2015-01-07 Thread Ken Hancock
When last I looked at Datastax Enterprise (DSE 3.0ish), it exhibits the
same problem that you highlight, no different than your good idea of
asynchronously pushing to ES.

Each Cassandra write was indexed independently by each server in the
replication group.  If a node timed out or a mutation was dropped, that
Solr node would have an out-of-sync index.  Doing a solr query such as
count(*) users could return inconsistent results depending on which node
you hit since solr didn't support Cassandra consistency levels.

I haven't seen any blog posts or docs as to whether this intrinsic mismatch
between how Cassandra handles eventual consistency and Solr has ever been
resolved.

Ken


On Wed, Jan 7, 2015 at 9:05 AM, DuyHai Doan doanduy...@gmail.com wrote:

 Be very very careful not to perform blocking calls to ElasticSearch in
 your trigger otherwise you will kill C* performance. The biggest danger of
 the triggers in their current state is that they are on the write path.

 In your trigger, you can try to push the mutation asynchronously to ES but
 in this case it will mean managing a thread pool and all related issues.

 Not even mentioning atomicity issues like: what happen if the update to ES
 fails  or the connection times out ? etc ...

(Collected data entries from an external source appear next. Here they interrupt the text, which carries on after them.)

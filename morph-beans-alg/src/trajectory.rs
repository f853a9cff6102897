use crate::preprocess::X_PCA;

use morph_beans::annotated::AnnotatedMatrix;
use morph_beans::annotations::TrajectoryFit;
use morph_beans::errors::MorphError;

use log::{error, info};
use ndarray::{s, Array2};

/// Default number of principal components handed to the runtime
pub const DEFAULT_TRAJECTORY_COMPS: usize = 10;

const COARSER_CLUSTERS_HINT: &str = "This is often caused by clusters that are too granular. \
     Try clustering with fewer clusters, refit the trajectory and try again.";

/// Curves and per-observation assignments returned by a runtime
#[derive(Debug, Clone)]
pub struct Lineages {
    /// `points x dims` curve coordinates
    pub curves: Array2<f64>,
    /// `observations x lineages`
    pub pseudotime: Array2<f64>,
    /// `observations x lineages` soft assignments
    pub weights: Array2<f64>,
}

/// Condition tests on a fitted trajectory
#[derive(Debug, Clone, Copy, PartialEq, Eq)]
pub enum ConditionTest {
    /// do all conditions share one trajectory
    CommonTrajectory,
    /// do conditions progress differently along each lineage
    DifferentialProgression,
    /// do conditions distribute differently across lineages
    DifferentialDifferentiation,
}

impl ConditionTest {
    pub fn name(&self) -> &'static str {
        match self {
            ConditionTest::CommonTrajectory => "test_common_trajectory",
            ConditionTest::DifferentialProgression => "test_differential_progression",
            ConditionTest::DifferentialDifferentiation => "test_differential_differentiation",
        }
    }
}

#[derive(Debug, Clone, Copy)]
pub struct ConditionTestOptions {
    /// test all pairs of conditions
    pub all_pairs: bool,
    /// pairwise comparisons of lineages
    pub pairwise: bool,
    /// test each lineage independently
    pub lineages: bool,
    pub parallel: bool,
}

impl Default for ConditionTestOptions {
    fn default() -> Self {
        Self {
            all_pairs: true,
            pairwise: true,
            lineages: true,
            parallel: true,
        }
    }
}

/// External trajectory inference and testing
pub trait TrajectoryRuntime {
    /// * `coords` - `observations x components`
    /// * `clusters` - cluster label per observation
    /// * `start`, `end` - optional start and end clusters
    fn fit(
        &mut self,
        coords: &Array2<f64>,
        clusters: &[Box<str>],
        start: Option<&str>,
        end: Option<&str>,
    ) -> anyhow::Result<Lineages>;

    fn test(
        &mut self,
        kind: ConditionTest,
        fit: &TrajectoryFit,
        conditions: &[Box<str>],
        opts: &ConditionTestOptions,
    ) -> anyhow::Result<serde_json::Value>;
}

fn obs_text(matrix: &AnnotatedMatrix, column: &str) -> anyhow::Result<Vec<Box<str>>> {
    matrix
        .obs()
        .column(column)
        .map(|c| c.to_text())
        .ok_or(anyhow::anyhow!("`{}` is not an observation metadata column", column))
}

/// Fit trajectories on the first `n_comps` principal components with
/// clusters from `obs[cluster_key]`; the fit goes to `uns.trajectory`
pub fn fit_trajectory<R: TrajectoryRuntime + ?Sized>(
    matrix: &mut AnnotatedMatrix,
    runtime: &mut R,
    cluster_key: &str,
    n_comps: usize,
    start: Option<&str>,
    end: Option<&str>,
) -> anyhow::Result<()> {
    let scores = matrix
        .layer(X_PCA)
        .ok_or(MorphError::missing_prerequisite(X_PCA, "pca"))?;
    let kk = n_comps.min(scores.ncols());
    anyhow::ensure!(kk > 0, "no principal components to fit on");
    let coords = scores.slice(s![.., ..kk]).mapv(|x| x as f64);
    let clusters = obs_text(matrix, cluster_key)?;

    info!("fitting trajectories on {} components", kk);
    let lineages = runtime
        .fit(&coords, &clusters, start, end)
        .map_err(|e| {
            error!("trajectory fit failed: {}\n{}", e, COARSER_CLUSTERS_HINT);
            e.context(format!("trajectory fit failed. {}", COARSER_CLUSTERS_HINT))
        })?;

    let nobs = matrix.n_obs();
    if lineages.pseudotime.nrows() != nobs {
        return Err(MorphError::shape_mismatch("pseudotime", nobs, lineages.pseudotime.nrows()).into());
    }
    if lineages.weights.nrows() != nobs {
        return Err(MorphError::shape_mismatch("lineage weights", nobs, lineages.weights.nrows()).into());
    }

    matrix.uns_mut().trajectory = Some(TrajectoryFit {
        cluster_key: cluster_key.into(),
        curves: lineages.curves,
        pseudotime: lineages.pseudotime,
        weights: lineages.weights,
    });
    Ok(())
}

fn run_condition_test<R: TrajectoryRuntime + ?Sized>(
    matrix: &mut AnnotatedMatrix,
    runtime: &mut R,
    kind: ConditionTest,
    conditions: &str,
    opts: &ConditionTestOptions,
) -> anyhow::Result<serde_json::Value> {
    let fit = matrix.uns().trajectory.as_ref().ok_or_else(|| {
        error!("no trajectory fit found; run `fit_trajectory` first");
        MorphError::missing_prerequisite("trajectory fit", "fit_trajectory")
    })?;
    let labels = obs_text(matrix, conditions)?;

    let result = runtime.test(kind, fit, &labels, opts).map_err(|e| {
        error!("`{}` failed: {}\n{}", kind.name(), e, COARSER_CLUSTERS_HINT);
        e.context(format!("`{}` failed. {}", kind.name(), COARSER_CLUSTERS_HINT))
    })?;

    matrix.uns_mut().extra.insert(kind.name().into(), result.clone());
    Ok(result)
}

/// Test whether all conditions share one trajectory; the result is
/// stored in `uns.extra["test_common_trajectory"]`
///
/// * `conditions` - observation metadata column with conditions
pub fn test_common_trajectory<R: TrajectoryRuntime + ?Sized>(
    matrix: &mut AnnotatedMatrix,
    runtime: &mut R,
    conditions: &str,
    parallel: bool,
) -> anyhow::Result<serde_json::Value> {
    info!("testing for a common trajectory");
    let opts = ConditionTestOptions {
        parallel,
        ..Default::default()
    };
    run_condition_test(matrix, runtime, ConditionTest::CommonTrajectory, conditions, &opts)
}

/// Test for differential progression along lineages; the result is
/// stored in `uns.extra["test_differential_progression"]`
pub fn test_differential_progression<R: TrajectoryRuntime + ?Sized>(
    matrix: &mut AnnotatedMatrix,
    runtime: &mut R,
    conditions: &str,
    all_pairs: bool,
    lineages: bool,
) -> anyhow::Result<serde_json::Value> {
    info!("testing differential progression");
    let opts = ConditionTestOptions {
        all_pairs,
        lineages,
        ..Default::default()
    };
    run_condition_test(
        matrix,
        runtime,
        ConditionTest::DifferentialProgression,
        conditions,
        &opts,
    )
}

/// Test for differential differentiation into lineages; the result
/// is stored in `uns.extra["test_differential_differentiation"]`
pub fn test_differential_differentiation<R: TrajectoryRuntime + ?Sized>(
    matrix: &mut AnnotatedMatrix,
    runtime: &mut R,
    conditions: &str,
    all_pairs: bool,
    pairwise: bool,
) -> anyhow::Result<serde_json::Value> {
    info!("testing differential differentiation");
    let opts = ConditionTestOptions {
        all_pairs,
        pairwise,
        ..Default::default()
    };
    run_condition_test(
        matrix,
        runtime,
        ConditionTest::DifferentialDifferentiation,
        conditions,
        &opts,
    )
}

 As an alternative, instead of implementing yourself the integration with
 ES, you can have a look at Datastax Enterprise integration of Cassandra
 with Apache Solr (not free) or some open-source alternatives like Stratio
 or TupleJump fork of Cassandra with Lucene integration.

 On Wed, Jan 7, 2015 at 2:40 PM, Asit KAUSHIK asitkaushikno...@gmail.com
 wrote:

 HI All,

 We are trying to integrate elasticsearch with Cassandra and as the river
 plugin uses select * from any table it seems to be bad performance choice.
 So i was thinking of inserting into elasticsearch using Cassandra trigger.
 So i wanted your view does a Cassandra Trigger impacts the performance of
 read/Write of Cassandra.

 Also any other way you guys achieve this please guide me. I am struck on
 this .

 Regards
 Asit





Re: Are Triggers in Cassandra 2.1.2 performace Hog??

2015-01-07 Thread DuyHai Doan
Be very very careful not to perform blocking calls to ElasticSearch in your
trigger otherwise you will kill C* performance. The biggest danger of the
triggers in their current state is that they are on the write path.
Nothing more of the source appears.